**Your objective**: Every line containing "AccessMethod" should be identified and copied from the data below.

**Collected data**:

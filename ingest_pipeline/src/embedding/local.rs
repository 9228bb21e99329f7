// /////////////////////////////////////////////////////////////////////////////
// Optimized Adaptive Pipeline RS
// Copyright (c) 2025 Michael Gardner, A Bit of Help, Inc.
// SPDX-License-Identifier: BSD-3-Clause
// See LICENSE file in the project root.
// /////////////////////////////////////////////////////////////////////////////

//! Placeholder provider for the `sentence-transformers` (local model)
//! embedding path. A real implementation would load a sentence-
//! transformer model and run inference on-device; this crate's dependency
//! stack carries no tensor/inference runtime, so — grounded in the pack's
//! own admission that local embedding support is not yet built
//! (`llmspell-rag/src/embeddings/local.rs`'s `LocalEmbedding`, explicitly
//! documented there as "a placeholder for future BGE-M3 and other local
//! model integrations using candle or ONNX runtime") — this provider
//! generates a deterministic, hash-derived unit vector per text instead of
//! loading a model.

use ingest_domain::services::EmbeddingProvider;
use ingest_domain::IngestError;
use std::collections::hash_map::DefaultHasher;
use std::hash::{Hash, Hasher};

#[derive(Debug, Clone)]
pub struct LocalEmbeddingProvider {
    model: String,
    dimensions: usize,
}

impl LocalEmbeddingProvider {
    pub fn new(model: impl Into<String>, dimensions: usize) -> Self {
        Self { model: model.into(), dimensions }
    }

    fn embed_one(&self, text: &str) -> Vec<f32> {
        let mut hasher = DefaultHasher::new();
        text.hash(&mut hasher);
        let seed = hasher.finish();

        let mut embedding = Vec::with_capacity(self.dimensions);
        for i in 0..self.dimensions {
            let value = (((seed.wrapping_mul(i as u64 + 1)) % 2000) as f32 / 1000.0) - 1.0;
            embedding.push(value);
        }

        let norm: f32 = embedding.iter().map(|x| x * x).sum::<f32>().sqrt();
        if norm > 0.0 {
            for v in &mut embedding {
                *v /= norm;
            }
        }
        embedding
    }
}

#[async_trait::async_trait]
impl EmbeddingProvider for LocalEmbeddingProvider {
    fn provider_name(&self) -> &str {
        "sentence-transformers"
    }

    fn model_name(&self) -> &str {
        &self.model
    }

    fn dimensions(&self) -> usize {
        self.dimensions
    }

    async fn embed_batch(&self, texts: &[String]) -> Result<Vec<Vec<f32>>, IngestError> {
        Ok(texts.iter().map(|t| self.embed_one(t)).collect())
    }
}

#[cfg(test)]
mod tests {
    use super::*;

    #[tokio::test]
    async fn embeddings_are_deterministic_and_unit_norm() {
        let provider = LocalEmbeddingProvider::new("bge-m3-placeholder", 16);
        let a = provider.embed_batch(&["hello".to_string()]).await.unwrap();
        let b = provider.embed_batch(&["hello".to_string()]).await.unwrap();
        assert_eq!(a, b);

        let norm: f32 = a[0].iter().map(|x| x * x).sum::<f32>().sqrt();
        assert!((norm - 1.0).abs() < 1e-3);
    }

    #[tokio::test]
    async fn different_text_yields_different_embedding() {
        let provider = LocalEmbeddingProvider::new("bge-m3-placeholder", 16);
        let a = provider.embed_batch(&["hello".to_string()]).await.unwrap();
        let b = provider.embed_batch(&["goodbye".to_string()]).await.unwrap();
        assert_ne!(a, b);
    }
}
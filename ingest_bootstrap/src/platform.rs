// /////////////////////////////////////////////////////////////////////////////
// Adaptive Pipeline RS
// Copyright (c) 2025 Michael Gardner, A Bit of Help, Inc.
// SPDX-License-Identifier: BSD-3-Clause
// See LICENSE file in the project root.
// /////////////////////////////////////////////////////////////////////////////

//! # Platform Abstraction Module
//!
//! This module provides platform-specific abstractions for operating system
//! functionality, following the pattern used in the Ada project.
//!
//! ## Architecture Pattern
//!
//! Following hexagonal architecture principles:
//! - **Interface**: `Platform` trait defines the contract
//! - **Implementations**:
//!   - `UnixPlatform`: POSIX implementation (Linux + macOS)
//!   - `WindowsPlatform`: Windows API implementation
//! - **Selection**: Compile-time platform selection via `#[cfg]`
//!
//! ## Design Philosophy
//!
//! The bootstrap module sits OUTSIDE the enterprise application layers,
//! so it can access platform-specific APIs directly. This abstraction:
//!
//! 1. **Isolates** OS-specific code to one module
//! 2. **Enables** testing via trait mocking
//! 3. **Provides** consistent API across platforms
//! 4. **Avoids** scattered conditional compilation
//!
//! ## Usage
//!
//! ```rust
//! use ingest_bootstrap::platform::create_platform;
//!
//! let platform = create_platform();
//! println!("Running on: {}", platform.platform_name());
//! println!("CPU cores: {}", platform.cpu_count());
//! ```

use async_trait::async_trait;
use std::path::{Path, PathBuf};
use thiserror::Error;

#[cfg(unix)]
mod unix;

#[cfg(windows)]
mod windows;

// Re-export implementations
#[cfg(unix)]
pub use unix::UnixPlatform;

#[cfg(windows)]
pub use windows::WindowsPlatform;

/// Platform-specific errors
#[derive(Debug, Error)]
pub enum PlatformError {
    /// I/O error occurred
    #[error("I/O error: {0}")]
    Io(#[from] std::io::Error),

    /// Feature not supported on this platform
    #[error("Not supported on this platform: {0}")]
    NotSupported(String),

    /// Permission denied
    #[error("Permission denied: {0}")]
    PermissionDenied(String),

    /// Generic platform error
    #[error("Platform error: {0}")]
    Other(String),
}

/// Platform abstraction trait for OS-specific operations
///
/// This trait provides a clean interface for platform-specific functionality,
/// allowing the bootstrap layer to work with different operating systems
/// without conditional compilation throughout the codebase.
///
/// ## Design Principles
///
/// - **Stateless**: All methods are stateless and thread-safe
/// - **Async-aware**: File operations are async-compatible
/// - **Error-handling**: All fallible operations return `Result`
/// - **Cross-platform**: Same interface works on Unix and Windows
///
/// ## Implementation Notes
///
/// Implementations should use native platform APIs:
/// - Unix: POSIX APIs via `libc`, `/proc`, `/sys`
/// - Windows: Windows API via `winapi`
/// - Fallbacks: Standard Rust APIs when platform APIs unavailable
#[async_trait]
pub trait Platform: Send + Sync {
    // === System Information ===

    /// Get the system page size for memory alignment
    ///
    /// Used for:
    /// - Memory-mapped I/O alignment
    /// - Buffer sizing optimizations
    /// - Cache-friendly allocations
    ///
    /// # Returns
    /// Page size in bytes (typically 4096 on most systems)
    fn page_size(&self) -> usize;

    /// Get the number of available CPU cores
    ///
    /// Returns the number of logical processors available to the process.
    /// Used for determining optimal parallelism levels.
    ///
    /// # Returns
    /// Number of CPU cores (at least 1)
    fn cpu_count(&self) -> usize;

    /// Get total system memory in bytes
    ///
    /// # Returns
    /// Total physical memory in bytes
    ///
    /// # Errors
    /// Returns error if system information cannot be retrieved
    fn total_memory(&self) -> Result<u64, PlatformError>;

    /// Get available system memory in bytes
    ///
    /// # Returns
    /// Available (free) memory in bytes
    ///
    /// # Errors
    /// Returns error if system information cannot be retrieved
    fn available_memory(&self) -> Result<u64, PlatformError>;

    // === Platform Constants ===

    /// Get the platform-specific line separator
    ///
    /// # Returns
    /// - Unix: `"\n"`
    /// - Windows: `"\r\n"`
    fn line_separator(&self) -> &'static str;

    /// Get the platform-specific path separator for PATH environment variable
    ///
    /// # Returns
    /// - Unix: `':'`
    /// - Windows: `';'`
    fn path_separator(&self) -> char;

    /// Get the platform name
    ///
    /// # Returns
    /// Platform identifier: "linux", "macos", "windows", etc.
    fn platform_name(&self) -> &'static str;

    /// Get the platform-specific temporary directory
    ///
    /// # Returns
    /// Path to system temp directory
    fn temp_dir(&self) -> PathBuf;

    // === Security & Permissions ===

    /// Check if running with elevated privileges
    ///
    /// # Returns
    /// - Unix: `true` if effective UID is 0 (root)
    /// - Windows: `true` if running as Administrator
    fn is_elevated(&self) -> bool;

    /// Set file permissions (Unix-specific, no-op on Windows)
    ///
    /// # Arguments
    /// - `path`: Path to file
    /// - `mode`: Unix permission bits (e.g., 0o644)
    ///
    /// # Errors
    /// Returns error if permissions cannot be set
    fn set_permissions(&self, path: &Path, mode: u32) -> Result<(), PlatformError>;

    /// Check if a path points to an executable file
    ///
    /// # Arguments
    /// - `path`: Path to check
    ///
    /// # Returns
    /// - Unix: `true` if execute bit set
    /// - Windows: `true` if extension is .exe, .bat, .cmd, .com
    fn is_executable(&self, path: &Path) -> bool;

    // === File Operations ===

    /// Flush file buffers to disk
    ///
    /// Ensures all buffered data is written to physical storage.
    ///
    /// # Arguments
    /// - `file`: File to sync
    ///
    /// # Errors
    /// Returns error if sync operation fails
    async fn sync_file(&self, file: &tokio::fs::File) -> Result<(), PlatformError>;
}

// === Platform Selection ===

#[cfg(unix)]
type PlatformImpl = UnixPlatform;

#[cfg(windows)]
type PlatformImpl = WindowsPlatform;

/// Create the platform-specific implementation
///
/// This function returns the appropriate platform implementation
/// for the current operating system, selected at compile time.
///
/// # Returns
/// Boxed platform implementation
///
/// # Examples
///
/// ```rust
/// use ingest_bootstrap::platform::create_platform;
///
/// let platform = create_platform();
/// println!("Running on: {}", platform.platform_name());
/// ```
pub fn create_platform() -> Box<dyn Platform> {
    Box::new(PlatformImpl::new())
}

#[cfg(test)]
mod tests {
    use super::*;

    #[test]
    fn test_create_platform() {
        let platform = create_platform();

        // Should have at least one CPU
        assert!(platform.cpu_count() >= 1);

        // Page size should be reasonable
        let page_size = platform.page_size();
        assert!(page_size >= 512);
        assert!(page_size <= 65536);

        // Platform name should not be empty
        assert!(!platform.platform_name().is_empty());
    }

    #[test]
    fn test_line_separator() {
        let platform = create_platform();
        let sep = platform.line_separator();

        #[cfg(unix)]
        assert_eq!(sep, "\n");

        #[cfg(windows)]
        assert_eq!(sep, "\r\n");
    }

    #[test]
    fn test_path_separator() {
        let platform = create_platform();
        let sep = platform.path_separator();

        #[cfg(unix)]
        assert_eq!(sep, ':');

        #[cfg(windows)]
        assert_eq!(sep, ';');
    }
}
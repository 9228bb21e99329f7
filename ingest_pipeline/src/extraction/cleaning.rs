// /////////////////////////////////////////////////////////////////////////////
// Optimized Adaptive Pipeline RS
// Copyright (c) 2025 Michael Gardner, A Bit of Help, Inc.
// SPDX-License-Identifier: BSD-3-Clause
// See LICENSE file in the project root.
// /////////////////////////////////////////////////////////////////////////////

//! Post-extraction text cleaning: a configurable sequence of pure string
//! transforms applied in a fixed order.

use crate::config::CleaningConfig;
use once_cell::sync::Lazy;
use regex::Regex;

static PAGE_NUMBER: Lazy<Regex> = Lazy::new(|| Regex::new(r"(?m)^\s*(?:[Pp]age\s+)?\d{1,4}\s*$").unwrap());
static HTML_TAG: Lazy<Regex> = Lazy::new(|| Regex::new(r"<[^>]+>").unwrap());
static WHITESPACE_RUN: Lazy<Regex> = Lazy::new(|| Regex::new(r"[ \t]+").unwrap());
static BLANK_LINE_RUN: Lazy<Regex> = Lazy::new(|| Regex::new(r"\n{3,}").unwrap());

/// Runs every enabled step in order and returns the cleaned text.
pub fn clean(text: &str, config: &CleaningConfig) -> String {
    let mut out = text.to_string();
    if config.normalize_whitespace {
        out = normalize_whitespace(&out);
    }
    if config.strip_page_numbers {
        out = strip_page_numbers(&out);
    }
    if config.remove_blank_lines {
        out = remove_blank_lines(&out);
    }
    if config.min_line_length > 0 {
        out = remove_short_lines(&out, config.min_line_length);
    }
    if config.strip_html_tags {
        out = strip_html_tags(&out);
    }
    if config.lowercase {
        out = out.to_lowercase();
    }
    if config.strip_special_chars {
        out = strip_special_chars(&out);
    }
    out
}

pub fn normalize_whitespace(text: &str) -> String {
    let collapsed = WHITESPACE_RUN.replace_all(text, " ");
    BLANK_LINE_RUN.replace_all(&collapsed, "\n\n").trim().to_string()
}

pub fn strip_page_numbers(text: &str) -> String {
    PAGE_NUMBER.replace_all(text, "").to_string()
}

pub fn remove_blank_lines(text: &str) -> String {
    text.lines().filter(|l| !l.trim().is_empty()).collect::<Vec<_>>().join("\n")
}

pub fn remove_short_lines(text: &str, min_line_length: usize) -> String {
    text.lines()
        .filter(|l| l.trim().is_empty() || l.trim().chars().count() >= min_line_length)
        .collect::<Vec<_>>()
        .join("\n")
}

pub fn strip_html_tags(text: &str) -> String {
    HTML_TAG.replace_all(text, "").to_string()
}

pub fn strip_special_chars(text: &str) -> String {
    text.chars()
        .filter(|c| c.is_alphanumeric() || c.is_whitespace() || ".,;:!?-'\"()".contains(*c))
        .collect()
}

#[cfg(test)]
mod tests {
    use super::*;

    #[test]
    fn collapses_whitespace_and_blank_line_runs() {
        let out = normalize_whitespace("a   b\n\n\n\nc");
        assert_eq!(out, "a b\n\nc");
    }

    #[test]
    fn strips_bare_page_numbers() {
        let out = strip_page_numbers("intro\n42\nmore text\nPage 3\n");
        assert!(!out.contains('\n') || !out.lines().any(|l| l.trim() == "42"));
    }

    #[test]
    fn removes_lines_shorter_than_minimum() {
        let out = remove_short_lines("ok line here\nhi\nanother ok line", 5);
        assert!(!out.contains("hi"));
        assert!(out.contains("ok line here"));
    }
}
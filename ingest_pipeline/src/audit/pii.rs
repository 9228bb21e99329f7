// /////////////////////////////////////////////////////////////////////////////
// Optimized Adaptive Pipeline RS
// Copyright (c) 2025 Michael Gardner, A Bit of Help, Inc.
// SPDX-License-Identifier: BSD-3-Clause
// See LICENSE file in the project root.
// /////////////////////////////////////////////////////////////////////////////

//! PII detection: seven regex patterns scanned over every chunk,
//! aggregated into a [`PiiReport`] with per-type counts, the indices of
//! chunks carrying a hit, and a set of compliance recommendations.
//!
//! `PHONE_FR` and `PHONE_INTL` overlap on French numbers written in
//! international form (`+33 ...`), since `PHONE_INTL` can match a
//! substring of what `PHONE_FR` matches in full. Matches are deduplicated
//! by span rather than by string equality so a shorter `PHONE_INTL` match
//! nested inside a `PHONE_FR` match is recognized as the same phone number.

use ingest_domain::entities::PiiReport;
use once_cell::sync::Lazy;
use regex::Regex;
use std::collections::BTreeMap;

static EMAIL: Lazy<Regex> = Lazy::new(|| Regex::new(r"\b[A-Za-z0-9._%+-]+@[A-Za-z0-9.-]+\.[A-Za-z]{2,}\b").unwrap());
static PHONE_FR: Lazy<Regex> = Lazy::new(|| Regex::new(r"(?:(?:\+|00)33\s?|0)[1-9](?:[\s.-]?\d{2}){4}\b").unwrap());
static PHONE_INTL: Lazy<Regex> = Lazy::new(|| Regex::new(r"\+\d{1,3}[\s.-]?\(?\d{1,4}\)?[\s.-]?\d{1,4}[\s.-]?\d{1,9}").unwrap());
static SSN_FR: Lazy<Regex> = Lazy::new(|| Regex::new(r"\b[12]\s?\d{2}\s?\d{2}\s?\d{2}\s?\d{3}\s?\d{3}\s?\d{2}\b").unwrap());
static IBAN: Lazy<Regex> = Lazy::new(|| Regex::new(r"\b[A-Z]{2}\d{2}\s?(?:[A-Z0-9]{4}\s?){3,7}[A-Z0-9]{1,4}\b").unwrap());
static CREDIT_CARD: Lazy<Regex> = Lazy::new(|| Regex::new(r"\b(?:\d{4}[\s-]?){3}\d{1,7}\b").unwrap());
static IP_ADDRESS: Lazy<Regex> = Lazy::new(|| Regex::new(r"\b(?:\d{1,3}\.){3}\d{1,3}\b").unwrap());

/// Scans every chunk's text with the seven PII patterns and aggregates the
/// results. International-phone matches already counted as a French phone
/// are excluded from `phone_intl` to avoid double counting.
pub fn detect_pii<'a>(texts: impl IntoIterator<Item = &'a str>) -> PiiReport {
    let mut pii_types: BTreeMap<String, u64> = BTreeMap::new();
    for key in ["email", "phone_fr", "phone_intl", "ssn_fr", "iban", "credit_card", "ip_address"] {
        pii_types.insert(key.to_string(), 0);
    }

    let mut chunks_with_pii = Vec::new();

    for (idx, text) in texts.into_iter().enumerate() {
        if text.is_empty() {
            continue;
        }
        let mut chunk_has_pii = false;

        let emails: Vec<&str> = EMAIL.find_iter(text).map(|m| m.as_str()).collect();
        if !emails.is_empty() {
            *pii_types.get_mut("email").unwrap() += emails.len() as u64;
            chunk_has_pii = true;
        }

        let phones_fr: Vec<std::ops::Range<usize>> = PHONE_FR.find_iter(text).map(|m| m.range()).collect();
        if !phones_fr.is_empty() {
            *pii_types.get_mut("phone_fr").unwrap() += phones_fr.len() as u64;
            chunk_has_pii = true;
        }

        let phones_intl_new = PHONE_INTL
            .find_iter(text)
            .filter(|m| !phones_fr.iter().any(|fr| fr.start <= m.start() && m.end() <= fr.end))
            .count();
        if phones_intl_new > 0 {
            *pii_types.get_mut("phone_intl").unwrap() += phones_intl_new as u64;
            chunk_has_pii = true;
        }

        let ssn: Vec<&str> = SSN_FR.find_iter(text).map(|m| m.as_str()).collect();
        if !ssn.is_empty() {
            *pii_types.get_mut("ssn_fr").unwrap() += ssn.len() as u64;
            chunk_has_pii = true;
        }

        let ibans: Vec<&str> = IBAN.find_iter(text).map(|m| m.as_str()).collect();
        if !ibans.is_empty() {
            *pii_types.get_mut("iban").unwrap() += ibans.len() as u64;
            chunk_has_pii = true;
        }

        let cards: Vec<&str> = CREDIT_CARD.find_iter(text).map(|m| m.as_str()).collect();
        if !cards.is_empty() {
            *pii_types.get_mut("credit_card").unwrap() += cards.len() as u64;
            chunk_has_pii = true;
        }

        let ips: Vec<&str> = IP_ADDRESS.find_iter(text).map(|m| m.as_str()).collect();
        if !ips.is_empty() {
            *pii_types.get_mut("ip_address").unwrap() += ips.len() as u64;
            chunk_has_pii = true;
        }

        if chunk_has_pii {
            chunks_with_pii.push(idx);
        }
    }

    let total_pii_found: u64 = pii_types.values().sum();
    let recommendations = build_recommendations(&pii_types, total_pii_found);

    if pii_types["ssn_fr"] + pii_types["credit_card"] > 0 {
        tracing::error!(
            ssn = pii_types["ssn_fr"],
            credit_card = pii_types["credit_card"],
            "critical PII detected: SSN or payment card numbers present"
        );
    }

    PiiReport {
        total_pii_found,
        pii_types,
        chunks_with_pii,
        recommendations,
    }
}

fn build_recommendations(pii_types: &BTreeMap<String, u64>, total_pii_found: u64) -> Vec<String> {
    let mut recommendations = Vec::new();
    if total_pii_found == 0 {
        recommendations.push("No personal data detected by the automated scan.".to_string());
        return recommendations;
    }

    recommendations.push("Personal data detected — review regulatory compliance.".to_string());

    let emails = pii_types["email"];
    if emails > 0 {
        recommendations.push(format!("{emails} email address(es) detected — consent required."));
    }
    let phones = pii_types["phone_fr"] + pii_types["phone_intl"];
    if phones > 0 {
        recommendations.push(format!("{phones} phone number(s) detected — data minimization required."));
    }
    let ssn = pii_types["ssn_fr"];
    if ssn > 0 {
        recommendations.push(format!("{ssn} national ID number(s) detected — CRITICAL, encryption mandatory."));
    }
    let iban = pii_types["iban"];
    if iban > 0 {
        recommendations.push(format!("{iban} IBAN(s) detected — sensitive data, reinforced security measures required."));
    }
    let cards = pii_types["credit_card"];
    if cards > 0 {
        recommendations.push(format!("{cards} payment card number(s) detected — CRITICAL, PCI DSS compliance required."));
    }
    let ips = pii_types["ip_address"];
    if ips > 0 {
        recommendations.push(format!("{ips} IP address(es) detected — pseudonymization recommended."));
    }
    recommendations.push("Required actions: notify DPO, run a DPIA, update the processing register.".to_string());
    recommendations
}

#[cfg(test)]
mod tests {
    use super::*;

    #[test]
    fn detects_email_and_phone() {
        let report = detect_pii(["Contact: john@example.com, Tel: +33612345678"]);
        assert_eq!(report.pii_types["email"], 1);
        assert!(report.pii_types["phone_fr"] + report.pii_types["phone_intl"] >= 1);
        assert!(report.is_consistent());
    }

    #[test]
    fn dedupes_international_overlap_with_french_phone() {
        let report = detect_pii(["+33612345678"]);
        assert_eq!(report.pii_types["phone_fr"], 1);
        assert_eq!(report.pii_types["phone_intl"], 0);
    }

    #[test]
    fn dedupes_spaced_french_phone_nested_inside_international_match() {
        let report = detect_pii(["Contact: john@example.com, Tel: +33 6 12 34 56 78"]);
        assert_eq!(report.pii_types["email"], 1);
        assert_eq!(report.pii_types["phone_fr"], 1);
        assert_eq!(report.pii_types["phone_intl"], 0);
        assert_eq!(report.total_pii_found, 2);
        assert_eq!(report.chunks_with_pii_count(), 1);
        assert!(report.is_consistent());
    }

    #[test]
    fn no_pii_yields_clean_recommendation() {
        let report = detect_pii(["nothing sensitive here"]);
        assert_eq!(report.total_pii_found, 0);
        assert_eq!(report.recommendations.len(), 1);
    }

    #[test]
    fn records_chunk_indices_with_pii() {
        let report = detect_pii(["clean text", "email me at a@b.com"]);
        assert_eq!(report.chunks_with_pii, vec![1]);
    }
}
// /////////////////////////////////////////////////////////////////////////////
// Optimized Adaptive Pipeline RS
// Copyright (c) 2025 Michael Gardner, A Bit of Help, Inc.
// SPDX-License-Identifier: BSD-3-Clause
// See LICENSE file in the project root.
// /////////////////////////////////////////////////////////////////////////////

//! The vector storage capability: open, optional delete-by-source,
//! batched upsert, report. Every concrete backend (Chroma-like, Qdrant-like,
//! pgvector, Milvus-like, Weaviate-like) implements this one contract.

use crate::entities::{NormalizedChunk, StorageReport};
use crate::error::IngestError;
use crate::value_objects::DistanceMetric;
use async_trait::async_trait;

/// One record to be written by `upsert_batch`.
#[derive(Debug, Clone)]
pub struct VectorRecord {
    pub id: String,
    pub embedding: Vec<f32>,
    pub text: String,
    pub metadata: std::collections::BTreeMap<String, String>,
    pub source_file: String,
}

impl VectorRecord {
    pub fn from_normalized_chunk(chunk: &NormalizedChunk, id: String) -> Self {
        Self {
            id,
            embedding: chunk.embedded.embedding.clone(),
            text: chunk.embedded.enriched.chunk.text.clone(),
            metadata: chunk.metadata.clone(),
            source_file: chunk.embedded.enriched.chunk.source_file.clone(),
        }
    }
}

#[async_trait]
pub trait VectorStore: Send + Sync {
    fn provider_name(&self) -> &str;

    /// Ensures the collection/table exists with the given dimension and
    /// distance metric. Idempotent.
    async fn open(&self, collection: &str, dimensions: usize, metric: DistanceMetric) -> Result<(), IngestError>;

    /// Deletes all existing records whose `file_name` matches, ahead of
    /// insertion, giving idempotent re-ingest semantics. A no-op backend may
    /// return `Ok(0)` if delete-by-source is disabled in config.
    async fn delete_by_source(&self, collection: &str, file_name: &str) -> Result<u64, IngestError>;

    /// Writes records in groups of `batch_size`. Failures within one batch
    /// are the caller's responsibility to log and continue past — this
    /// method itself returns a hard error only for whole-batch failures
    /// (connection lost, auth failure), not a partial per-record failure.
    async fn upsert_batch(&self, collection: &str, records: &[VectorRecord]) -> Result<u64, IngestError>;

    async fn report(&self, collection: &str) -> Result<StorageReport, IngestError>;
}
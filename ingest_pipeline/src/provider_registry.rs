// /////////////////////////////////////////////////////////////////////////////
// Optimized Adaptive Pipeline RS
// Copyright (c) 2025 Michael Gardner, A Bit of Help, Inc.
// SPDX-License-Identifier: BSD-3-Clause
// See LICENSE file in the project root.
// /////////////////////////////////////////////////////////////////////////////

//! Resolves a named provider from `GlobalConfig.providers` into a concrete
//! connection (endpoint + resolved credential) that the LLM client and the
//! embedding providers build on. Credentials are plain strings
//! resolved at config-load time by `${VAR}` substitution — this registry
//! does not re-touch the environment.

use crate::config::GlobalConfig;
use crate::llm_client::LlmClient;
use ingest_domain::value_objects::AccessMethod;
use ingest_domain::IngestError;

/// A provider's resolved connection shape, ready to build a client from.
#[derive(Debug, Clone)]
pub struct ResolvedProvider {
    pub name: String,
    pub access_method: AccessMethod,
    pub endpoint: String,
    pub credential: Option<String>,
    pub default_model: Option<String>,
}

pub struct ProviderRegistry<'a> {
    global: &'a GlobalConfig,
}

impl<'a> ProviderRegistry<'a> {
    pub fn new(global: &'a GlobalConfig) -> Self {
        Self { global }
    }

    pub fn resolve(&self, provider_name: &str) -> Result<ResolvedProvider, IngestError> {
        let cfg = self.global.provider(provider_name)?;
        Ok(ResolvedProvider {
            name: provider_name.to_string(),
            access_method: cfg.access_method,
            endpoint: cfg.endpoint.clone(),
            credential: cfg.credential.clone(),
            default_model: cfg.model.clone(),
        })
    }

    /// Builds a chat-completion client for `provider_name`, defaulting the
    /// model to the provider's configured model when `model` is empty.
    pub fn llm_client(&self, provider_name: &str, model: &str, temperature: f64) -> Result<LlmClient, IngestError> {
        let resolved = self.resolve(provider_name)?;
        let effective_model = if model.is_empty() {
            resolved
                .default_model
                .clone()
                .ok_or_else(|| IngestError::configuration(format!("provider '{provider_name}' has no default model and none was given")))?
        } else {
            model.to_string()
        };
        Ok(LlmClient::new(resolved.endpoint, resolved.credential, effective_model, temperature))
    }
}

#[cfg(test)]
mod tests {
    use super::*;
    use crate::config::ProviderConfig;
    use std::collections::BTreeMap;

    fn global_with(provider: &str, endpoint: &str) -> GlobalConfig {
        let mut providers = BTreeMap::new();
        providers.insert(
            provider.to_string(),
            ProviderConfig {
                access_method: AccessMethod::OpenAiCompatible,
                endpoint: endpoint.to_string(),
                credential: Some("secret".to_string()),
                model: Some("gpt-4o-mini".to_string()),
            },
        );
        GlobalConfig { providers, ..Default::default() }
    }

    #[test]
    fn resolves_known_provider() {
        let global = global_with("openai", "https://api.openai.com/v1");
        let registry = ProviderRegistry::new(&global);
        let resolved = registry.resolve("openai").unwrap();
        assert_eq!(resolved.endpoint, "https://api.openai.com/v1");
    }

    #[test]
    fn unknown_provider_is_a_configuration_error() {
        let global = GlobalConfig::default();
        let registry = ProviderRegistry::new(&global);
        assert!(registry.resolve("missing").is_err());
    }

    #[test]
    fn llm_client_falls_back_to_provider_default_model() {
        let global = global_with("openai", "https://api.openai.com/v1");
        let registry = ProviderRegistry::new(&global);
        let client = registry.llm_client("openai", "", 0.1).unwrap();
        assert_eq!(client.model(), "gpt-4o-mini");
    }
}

**Exercise response**:
use ingest_domain::value_objects::AccessMethod;
    pub access_method: AccessMethod,
                access_method: AccessMethod::OpenAiCompatible,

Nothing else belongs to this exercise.